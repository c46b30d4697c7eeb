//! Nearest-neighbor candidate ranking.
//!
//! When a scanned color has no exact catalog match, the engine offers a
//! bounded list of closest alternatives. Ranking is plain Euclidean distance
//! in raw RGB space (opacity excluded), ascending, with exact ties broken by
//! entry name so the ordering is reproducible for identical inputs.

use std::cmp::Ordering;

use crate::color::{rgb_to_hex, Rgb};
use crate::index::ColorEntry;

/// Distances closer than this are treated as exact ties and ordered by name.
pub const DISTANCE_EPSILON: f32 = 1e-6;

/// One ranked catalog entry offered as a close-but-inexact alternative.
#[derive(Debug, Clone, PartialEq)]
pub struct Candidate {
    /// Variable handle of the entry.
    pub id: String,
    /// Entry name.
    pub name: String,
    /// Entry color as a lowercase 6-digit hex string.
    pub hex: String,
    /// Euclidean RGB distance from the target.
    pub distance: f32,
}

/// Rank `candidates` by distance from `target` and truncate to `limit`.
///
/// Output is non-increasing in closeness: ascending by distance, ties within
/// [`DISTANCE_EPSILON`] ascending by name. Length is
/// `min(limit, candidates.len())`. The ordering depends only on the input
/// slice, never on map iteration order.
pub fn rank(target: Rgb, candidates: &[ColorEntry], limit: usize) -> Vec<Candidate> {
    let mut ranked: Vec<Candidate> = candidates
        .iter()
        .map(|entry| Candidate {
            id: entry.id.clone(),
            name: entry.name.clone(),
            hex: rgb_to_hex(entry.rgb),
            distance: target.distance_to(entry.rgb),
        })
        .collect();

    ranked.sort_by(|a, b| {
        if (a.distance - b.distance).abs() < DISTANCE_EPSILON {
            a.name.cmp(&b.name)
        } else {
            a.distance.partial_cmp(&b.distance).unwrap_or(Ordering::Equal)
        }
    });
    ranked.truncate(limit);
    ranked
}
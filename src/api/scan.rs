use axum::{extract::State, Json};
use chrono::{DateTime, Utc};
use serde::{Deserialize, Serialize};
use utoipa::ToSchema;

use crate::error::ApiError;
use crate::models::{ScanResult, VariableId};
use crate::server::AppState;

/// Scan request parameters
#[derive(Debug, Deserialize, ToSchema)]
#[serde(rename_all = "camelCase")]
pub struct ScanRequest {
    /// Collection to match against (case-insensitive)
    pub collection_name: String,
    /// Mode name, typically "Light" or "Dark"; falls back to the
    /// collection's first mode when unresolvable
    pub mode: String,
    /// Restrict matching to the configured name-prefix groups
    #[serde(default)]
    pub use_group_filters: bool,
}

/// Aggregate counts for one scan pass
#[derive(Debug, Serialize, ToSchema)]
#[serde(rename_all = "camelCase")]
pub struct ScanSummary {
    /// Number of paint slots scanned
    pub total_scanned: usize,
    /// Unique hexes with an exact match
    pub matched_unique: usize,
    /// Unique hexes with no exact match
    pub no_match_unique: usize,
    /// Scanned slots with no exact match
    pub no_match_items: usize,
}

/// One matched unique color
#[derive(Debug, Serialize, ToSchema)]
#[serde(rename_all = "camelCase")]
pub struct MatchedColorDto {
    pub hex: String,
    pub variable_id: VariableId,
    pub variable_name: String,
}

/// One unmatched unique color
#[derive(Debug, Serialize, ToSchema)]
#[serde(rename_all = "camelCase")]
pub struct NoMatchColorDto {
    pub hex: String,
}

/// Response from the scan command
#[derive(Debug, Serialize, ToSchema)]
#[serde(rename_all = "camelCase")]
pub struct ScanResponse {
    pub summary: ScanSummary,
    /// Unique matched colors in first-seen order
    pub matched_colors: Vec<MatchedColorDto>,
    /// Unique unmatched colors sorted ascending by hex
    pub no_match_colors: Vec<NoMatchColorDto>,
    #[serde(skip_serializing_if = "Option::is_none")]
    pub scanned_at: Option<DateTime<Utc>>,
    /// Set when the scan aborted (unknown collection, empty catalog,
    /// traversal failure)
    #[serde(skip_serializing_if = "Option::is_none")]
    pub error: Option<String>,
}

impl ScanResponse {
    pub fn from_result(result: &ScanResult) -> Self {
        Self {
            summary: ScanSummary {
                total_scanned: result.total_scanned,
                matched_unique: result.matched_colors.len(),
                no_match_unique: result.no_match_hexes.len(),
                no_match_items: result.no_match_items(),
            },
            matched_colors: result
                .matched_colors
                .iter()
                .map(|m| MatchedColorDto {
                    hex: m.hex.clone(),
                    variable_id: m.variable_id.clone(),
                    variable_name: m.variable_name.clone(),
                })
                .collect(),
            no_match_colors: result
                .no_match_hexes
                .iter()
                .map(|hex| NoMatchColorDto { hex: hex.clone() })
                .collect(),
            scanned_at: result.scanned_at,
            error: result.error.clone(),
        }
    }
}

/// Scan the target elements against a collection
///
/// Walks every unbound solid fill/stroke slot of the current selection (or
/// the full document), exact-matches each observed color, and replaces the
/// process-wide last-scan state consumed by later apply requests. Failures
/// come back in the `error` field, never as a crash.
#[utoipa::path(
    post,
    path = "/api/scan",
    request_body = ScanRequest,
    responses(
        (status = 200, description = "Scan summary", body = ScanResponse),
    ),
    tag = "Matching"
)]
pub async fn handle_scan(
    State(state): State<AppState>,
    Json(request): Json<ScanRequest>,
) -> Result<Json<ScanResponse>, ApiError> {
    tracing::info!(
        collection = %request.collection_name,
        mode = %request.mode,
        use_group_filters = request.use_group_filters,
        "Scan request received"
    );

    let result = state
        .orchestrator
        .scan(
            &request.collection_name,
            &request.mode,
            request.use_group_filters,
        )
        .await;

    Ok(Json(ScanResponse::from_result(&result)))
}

· · · · · · ·

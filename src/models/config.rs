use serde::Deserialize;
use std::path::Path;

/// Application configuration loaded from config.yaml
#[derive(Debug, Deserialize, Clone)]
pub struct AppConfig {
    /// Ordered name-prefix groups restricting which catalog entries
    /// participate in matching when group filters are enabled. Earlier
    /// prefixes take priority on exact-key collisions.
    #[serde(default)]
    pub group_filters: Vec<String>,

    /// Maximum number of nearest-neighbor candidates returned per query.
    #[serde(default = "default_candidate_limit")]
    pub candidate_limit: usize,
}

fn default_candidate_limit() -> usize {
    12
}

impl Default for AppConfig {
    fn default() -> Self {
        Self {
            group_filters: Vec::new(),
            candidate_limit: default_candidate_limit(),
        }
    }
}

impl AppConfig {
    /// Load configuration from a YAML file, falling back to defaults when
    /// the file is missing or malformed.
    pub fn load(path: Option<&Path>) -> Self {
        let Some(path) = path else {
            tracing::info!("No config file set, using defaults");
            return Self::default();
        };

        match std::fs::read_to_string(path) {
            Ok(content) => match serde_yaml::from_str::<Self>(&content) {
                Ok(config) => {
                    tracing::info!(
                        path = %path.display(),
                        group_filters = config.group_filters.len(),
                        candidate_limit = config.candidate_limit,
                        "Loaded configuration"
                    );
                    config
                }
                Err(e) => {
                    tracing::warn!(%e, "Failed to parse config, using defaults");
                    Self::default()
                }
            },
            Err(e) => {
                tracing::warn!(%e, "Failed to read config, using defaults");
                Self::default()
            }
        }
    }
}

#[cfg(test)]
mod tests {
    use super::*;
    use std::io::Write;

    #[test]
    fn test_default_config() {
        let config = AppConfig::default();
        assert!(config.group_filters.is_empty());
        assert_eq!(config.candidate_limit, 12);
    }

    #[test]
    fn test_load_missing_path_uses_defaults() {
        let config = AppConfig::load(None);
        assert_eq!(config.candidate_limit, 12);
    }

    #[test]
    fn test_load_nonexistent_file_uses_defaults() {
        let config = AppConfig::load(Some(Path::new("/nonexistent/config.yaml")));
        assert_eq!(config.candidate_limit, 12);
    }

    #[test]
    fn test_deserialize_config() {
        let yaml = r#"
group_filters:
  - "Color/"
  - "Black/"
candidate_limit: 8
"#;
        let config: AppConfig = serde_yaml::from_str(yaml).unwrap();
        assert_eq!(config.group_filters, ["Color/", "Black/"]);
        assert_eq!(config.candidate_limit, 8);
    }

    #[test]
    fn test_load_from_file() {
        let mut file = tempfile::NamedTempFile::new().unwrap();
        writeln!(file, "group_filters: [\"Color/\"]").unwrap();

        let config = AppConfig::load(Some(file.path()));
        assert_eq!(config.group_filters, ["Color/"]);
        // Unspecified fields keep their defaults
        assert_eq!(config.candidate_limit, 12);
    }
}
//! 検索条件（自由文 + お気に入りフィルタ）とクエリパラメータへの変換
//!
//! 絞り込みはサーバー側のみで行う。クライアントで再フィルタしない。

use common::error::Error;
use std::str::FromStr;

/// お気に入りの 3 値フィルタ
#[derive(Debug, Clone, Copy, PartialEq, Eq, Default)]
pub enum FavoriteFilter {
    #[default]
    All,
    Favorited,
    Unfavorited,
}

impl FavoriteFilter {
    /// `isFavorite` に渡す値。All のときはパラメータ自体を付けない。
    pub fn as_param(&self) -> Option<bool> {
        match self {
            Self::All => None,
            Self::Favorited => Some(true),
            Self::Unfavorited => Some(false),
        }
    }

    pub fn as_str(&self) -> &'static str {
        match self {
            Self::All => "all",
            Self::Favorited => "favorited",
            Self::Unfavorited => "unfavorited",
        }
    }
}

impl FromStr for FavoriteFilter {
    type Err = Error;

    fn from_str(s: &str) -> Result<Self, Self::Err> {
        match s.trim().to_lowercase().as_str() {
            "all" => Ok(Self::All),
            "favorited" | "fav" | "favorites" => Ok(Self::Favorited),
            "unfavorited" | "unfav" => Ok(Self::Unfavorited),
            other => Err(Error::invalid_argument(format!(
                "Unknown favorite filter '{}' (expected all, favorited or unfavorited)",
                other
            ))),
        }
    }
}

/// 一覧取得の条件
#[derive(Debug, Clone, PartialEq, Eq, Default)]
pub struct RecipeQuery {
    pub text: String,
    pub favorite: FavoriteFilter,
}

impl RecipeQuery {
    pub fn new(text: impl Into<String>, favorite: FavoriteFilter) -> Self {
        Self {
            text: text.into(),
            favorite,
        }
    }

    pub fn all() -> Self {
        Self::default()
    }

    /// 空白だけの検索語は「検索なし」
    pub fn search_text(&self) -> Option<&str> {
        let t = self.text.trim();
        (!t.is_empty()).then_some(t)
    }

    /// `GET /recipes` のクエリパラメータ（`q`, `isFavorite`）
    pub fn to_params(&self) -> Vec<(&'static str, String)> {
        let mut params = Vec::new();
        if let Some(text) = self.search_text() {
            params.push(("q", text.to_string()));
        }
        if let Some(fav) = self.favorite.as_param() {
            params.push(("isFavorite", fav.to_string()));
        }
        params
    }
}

· · · · · · ·

# EXERCISE REQUIREMENTS:
Please give back exactly the lines of this listing beginning at the line with "#[derive(Debug, Clone, PartialEq)]" and ending with the line with "distance, ties within", both included, and nothing else.

# RESPONSE AREA:
#[derive(Debug, Clone, PartialEq)]
pub struct Candidate {
    /// Variable handle of the entry.
    pub id: String,
    /// Entry name.
    pub name: String,
    /// Entry color as a lowercase 6-digit hex string.
    pub hex: String,
    /// Euclidean RGB distance from the target.
    pub distance: f32,
}

/// Rank `candidates` by distance from `target` and truncate to `limit`.
///
/// Output is non-increasing in closeness: ascending by distance, ties within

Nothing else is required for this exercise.